━━━━━ Exercise input ━━━━━

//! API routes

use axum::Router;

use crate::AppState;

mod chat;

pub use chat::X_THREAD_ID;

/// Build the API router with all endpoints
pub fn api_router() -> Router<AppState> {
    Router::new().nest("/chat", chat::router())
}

━━━━━
━━━━━ Exercise input ━━━━━

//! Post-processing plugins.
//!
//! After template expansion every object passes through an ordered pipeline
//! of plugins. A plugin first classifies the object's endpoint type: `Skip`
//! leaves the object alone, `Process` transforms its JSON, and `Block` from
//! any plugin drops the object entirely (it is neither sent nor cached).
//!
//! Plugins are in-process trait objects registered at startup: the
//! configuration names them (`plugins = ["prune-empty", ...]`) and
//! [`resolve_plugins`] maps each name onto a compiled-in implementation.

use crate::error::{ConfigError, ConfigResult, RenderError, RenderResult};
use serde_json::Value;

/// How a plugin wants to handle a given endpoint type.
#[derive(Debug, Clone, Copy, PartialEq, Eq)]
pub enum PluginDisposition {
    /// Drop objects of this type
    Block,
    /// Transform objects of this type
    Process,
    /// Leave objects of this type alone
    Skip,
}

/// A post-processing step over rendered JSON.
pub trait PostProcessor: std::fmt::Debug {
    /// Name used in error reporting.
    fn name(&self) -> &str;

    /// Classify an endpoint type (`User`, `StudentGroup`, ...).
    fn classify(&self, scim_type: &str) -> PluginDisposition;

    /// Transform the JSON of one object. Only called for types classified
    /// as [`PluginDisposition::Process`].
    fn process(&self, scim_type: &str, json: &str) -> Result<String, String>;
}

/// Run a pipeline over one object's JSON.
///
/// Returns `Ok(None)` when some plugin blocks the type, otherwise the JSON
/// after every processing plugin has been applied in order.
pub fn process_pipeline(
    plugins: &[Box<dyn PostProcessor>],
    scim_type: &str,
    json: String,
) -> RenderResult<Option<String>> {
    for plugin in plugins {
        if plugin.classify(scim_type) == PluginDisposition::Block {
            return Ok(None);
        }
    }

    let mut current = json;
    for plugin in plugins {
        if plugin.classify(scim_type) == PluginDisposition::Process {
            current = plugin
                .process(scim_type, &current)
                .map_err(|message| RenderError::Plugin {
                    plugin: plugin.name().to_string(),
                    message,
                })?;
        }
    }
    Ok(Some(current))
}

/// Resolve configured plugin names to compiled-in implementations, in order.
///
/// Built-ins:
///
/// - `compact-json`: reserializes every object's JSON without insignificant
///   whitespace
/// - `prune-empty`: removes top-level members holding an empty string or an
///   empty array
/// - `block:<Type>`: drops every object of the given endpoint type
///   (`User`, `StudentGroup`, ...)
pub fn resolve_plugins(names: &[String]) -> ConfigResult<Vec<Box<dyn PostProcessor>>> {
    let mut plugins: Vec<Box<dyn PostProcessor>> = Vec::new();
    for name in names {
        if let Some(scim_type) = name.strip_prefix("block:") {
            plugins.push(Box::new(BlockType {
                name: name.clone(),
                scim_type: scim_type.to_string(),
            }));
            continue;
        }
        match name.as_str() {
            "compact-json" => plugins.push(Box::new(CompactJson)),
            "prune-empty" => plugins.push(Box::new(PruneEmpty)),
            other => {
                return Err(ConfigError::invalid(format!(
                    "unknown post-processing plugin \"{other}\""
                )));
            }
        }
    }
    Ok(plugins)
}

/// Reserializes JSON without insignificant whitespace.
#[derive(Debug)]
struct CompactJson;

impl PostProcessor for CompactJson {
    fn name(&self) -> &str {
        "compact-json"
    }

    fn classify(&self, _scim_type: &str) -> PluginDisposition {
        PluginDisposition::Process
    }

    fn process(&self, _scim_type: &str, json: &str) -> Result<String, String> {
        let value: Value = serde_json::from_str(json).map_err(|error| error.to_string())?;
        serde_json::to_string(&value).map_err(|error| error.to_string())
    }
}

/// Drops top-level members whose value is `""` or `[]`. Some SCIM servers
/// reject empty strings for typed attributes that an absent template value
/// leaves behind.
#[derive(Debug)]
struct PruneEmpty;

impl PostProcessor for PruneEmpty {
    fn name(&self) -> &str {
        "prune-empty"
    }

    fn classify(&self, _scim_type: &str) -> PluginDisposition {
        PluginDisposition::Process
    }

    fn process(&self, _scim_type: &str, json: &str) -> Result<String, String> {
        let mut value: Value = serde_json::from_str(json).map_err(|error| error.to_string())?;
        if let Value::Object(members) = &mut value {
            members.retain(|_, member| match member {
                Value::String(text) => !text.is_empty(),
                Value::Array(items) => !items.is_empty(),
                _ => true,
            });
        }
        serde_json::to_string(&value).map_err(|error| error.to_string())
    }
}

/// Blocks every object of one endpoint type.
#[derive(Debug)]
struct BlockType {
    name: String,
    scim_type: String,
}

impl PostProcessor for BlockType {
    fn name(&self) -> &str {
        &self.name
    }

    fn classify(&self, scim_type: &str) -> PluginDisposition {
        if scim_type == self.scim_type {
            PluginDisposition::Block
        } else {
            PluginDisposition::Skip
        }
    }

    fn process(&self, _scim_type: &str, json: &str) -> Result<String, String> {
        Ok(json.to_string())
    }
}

━━━━━

Work to complete:
Where a line of the entries contains "ConfigResult", report that line.

Response to this exercise:
use crate::error::{ConfigError, ConfigResult, RenderError, RenderResult};
pub fn resolve_plugins(names: &[String]) -> ConfigResult<Vec<Box<dyn PostProcessor>>> {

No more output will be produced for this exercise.